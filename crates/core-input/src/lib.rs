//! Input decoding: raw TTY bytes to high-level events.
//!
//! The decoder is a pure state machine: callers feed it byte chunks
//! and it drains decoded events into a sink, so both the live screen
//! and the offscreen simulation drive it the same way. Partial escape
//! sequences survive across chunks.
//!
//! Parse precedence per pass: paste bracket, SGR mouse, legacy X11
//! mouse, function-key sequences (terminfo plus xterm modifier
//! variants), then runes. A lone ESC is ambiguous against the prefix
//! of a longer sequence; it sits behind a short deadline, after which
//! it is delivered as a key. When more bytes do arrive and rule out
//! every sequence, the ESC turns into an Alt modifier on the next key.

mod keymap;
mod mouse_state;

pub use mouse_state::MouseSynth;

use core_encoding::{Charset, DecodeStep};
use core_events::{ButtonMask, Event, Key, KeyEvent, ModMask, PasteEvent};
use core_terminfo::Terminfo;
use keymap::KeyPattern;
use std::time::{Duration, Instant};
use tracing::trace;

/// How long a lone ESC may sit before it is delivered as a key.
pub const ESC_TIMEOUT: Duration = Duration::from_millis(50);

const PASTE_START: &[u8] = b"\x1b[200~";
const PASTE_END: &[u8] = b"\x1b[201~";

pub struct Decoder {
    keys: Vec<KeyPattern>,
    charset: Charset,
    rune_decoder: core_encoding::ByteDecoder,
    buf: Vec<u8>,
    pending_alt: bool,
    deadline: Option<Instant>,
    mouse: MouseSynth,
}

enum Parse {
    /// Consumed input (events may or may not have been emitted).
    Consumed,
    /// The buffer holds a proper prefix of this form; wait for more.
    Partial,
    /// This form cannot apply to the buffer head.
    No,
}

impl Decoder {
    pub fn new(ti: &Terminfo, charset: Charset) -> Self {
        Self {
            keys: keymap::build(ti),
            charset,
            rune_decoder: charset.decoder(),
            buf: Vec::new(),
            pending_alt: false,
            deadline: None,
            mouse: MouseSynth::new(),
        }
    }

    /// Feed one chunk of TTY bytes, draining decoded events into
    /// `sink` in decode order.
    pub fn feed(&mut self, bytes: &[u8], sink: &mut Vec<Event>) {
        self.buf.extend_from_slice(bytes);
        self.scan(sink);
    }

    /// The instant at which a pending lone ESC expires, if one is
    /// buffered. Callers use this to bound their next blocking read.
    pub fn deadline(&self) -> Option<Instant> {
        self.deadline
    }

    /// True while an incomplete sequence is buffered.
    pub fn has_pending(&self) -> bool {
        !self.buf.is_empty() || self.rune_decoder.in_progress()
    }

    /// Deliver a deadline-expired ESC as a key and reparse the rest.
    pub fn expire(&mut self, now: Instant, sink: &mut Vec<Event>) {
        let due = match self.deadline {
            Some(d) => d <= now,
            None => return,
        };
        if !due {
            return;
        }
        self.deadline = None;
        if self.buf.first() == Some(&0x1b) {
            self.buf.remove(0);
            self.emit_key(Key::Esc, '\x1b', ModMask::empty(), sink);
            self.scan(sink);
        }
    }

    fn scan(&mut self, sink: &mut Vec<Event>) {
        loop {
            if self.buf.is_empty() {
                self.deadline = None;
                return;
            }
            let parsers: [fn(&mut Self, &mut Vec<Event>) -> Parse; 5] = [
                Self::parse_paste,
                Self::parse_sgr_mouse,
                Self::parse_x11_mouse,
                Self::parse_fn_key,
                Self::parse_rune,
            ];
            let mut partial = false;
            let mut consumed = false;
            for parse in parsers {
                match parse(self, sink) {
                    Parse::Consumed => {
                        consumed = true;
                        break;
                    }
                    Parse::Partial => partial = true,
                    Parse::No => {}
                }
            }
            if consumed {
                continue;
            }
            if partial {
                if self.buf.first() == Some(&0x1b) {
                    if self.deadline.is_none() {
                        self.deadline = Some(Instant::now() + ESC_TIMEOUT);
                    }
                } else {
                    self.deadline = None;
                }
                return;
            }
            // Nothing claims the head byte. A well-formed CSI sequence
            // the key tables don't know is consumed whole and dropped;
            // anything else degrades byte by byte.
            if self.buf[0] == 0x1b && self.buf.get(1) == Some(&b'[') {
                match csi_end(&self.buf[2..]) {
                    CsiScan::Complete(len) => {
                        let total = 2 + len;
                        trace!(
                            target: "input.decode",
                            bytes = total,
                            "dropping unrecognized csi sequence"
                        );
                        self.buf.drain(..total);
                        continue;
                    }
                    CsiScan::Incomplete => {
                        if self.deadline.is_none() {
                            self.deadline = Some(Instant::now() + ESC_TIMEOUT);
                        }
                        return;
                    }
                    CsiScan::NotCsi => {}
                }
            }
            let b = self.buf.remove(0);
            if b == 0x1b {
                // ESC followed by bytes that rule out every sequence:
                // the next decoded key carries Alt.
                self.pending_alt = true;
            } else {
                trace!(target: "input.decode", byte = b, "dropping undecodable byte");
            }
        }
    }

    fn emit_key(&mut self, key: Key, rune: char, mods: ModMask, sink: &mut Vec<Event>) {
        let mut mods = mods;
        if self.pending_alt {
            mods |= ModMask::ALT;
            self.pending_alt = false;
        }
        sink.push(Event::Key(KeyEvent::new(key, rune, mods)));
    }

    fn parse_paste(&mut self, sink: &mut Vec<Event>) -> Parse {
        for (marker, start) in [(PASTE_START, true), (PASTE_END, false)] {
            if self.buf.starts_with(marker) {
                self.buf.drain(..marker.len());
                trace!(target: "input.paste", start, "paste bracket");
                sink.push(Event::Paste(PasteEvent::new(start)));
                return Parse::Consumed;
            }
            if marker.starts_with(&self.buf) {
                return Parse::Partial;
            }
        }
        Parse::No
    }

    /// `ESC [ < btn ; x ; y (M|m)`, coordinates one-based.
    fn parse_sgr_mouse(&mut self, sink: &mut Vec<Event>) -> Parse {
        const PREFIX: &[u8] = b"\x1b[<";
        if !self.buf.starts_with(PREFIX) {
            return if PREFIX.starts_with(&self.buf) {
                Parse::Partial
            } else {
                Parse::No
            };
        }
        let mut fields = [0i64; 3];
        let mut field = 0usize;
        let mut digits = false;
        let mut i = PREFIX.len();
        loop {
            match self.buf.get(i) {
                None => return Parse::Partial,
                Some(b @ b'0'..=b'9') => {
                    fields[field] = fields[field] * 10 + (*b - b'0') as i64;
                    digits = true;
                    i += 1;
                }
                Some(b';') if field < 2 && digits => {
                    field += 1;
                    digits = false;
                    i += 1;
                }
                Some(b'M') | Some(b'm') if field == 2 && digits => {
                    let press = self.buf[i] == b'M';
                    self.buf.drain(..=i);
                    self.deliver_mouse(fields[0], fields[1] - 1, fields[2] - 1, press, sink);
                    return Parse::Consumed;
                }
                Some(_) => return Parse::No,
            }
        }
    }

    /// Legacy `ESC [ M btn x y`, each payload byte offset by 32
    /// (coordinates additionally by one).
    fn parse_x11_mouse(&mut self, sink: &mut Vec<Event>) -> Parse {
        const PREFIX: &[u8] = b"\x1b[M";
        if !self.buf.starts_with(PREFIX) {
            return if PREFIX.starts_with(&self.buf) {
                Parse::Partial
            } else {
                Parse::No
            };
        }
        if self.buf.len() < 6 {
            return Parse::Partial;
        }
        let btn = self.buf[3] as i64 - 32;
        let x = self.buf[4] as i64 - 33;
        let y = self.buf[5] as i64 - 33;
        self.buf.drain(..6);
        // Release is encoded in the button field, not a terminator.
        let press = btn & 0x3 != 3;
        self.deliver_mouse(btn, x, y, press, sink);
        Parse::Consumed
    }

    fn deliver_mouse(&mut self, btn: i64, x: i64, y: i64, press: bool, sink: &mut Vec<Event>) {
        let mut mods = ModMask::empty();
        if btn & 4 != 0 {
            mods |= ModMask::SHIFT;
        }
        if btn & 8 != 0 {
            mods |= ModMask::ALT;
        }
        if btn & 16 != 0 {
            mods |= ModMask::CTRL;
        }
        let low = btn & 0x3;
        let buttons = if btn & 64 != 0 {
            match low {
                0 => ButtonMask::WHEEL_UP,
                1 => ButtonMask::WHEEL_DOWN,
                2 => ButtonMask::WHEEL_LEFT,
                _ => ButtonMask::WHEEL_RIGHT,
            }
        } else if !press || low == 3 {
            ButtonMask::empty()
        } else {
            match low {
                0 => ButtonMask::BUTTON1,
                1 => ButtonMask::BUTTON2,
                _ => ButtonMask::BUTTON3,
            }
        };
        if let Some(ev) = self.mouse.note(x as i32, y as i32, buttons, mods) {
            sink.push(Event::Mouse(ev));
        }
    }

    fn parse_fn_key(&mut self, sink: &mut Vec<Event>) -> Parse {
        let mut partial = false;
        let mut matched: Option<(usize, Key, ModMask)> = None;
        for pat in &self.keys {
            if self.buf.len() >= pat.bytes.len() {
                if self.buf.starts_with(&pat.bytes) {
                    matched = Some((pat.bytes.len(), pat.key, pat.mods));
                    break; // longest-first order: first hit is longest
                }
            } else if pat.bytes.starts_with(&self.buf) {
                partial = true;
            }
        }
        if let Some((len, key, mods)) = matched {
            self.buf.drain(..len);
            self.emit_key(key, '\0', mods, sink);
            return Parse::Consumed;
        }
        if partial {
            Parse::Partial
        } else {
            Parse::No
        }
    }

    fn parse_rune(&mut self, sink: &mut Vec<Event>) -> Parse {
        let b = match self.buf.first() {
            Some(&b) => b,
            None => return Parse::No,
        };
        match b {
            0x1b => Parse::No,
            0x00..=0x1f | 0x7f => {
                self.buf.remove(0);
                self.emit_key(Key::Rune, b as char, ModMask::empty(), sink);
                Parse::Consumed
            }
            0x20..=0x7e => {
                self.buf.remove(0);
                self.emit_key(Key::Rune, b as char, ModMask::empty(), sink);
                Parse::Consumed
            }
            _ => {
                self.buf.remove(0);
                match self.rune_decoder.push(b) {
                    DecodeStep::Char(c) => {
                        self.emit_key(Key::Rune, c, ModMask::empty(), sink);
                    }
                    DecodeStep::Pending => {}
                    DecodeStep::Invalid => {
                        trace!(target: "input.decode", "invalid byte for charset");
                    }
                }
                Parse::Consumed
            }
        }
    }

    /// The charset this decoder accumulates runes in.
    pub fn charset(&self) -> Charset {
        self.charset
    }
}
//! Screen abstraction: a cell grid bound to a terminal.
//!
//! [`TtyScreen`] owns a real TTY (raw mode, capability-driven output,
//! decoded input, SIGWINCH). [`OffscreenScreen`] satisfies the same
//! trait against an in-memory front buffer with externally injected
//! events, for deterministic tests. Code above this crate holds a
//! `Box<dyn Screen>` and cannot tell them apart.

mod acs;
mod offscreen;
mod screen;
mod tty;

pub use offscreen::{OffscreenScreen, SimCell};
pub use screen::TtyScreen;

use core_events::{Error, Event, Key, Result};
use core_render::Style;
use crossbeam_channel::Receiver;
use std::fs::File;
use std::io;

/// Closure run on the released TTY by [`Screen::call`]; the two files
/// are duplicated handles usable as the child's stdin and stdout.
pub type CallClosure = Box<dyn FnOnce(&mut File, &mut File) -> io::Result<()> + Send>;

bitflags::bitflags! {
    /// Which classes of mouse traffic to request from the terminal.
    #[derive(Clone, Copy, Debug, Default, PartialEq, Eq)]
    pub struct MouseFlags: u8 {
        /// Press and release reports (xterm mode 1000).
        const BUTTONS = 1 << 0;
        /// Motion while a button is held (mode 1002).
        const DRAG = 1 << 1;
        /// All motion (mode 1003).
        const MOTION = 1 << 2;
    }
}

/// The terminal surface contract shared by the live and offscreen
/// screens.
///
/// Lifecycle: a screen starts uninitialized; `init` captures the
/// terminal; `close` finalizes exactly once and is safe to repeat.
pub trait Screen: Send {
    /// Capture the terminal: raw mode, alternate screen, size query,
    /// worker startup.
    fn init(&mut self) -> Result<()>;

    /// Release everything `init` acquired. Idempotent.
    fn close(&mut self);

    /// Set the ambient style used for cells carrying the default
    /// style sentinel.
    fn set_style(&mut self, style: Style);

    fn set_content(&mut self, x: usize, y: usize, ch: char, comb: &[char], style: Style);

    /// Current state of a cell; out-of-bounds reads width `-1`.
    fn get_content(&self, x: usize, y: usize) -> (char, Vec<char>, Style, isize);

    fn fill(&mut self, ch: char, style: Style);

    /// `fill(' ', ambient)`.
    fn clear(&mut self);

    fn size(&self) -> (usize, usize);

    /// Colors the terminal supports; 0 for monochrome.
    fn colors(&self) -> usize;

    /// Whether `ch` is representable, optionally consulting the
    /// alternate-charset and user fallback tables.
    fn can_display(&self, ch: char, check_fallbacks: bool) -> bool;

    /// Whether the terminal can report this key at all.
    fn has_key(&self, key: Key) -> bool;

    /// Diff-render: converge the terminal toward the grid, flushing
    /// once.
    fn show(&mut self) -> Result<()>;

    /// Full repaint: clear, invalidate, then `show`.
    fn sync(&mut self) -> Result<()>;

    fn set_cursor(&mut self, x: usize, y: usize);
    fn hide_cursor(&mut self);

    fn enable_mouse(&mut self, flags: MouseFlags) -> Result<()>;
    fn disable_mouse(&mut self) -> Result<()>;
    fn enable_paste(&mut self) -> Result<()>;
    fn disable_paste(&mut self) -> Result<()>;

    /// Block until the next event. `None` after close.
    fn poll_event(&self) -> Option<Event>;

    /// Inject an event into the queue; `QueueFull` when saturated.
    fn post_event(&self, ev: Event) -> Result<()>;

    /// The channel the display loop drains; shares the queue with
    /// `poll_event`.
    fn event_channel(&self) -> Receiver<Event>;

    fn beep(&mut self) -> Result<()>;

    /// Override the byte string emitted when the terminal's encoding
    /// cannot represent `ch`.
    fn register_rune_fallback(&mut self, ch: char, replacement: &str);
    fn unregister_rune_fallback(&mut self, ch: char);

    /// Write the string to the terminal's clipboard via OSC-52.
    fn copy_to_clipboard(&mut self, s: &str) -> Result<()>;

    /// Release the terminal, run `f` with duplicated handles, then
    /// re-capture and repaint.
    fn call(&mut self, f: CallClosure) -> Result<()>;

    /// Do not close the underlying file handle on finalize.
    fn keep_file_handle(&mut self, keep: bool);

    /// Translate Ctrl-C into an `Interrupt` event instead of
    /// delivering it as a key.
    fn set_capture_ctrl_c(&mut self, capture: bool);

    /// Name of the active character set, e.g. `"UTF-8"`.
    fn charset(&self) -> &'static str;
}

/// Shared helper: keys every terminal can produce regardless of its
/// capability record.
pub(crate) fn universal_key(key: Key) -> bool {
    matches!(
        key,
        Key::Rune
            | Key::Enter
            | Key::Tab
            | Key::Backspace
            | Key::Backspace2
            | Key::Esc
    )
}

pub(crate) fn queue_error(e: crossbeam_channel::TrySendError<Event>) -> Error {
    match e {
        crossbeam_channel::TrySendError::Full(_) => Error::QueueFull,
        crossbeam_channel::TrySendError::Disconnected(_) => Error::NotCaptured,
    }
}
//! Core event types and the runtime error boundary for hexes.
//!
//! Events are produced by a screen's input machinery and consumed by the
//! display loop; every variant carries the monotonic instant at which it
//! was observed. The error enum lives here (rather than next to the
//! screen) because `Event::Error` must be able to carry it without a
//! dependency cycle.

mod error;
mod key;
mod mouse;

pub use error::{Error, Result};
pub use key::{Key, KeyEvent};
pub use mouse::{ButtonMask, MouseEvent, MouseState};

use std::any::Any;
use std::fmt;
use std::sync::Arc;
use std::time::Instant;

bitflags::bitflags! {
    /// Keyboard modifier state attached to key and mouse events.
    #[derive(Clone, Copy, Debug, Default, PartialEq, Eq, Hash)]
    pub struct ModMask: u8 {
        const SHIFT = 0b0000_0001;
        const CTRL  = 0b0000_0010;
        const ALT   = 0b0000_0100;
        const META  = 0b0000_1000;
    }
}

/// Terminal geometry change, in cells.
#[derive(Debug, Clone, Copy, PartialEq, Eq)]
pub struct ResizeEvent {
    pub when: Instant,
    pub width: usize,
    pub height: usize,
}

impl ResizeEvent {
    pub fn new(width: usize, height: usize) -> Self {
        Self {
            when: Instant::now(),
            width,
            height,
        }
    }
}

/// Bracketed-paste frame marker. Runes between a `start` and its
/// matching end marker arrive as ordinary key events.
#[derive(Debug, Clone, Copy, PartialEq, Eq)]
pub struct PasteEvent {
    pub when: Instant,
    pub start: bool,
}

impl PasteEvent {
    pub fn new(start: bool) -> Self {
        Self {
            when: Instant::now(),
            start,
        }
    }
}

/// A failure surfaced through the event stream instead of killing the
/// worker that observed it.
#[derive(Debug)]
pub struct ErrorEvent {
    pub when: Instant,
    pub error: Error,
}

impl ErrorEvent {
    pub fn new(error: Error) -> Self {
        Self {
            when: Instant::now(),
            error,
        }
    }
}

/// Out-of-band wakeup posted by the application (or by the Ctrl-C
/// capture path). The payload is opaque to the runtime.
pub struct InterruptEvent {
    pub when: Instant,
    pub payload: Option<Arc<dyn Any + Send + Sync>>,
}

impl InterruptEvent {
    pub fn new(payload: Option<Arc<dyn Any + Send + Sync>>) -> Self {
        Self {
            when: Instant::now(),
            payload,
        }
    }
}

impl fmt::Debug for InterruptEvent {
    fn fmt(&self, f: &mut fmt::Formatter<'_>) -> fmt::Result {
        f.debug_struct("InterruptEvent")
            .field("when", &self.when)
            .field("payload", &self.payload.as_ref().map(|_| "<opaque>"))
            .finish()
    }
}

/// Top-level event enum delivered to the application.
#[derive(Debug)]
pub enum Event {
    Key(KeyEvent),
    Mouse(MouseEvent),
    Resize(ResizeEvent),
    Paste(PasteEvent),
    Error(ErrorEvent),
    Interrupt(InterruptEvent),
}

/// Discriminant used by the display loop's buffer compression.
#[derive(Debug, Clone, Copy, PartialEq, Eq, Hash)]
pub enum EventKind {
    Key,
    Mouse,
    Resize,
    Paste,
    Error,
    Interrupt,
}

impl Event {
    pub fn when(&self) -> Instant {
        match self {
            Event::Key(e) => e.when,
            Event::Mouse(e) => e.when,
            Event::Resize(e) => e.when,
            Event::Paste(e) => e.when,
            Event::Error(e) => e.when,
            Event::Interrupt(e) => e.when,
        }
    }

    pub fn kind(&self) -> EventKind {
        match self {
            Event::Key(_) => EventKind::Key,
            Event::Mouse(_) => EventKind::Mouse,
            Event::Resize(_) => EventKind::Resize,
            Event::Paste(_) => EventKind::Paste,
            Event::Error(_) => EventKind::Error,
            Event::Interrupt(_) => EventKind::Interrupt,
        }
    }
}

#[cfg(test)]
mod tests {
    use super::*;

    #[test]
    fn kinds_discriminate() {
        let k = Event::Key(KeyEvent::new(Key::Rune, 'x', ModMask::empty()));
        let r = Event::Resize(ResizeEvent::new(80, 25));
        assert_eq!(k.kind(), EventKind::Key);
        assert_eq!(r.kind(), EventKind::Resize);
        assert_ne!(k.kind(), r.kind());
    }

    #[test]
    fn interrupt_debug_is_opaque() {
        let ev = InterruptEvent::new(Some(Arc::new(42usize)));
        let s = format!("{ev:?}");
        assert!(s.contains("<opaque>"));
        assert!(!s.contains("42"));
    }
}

**What you will do**. From the entries above, return exactly the line containing "held (mode 1002).", the line containing "fn colors(&self) -> usize;", and all lines between, and nothing else.

**Answer space**.
        /// Motion while a button is held (mode 1002).
        const DRAG = 1 << 1;
        /// All motion (mode 1003).
        const MOTION = 1 << 2;
    }
}

/// The terminal surface contract shared by the live and offscreen
/// screens.
///
/// Lifecycle: a screen starts uninitialized; `init` captures the
/// terminal; `close` finalizes exactly once and is safe to repeat.
pub trait Screen: Send {
    /// Capture the terminal: raw mode, alternate screen, size query,
    /// worker startup.
    fn init(&mut self) -> Result<()>;

    /// Release everything `init` acquired. Idempotent.
    fn close(&mut self);

    /// Set the ambient style used for cells carrying the default
    /// style sentinel.
    fn set_style(&mut self, style: Style);

    fn set_content(&mut self, x: usize, y: usize, ch: char, comb: &[char], style: Style);

    /// Current state of a cell; out-of-bounds reads width `-1`.
    fn get_content(&self, x: usize, y: usize) -> (char, Vec<char>, Style, isize);

    fn fill(&mut self, ch: char, style: Style);

    /// `fill(' ', ambient)`.
    fn clear(&mut self);

    fn size(&self) -> (usize, usize);

    /// Colors the terminal supports; 0 for monochrome.
    fn colors(&self) -> usize;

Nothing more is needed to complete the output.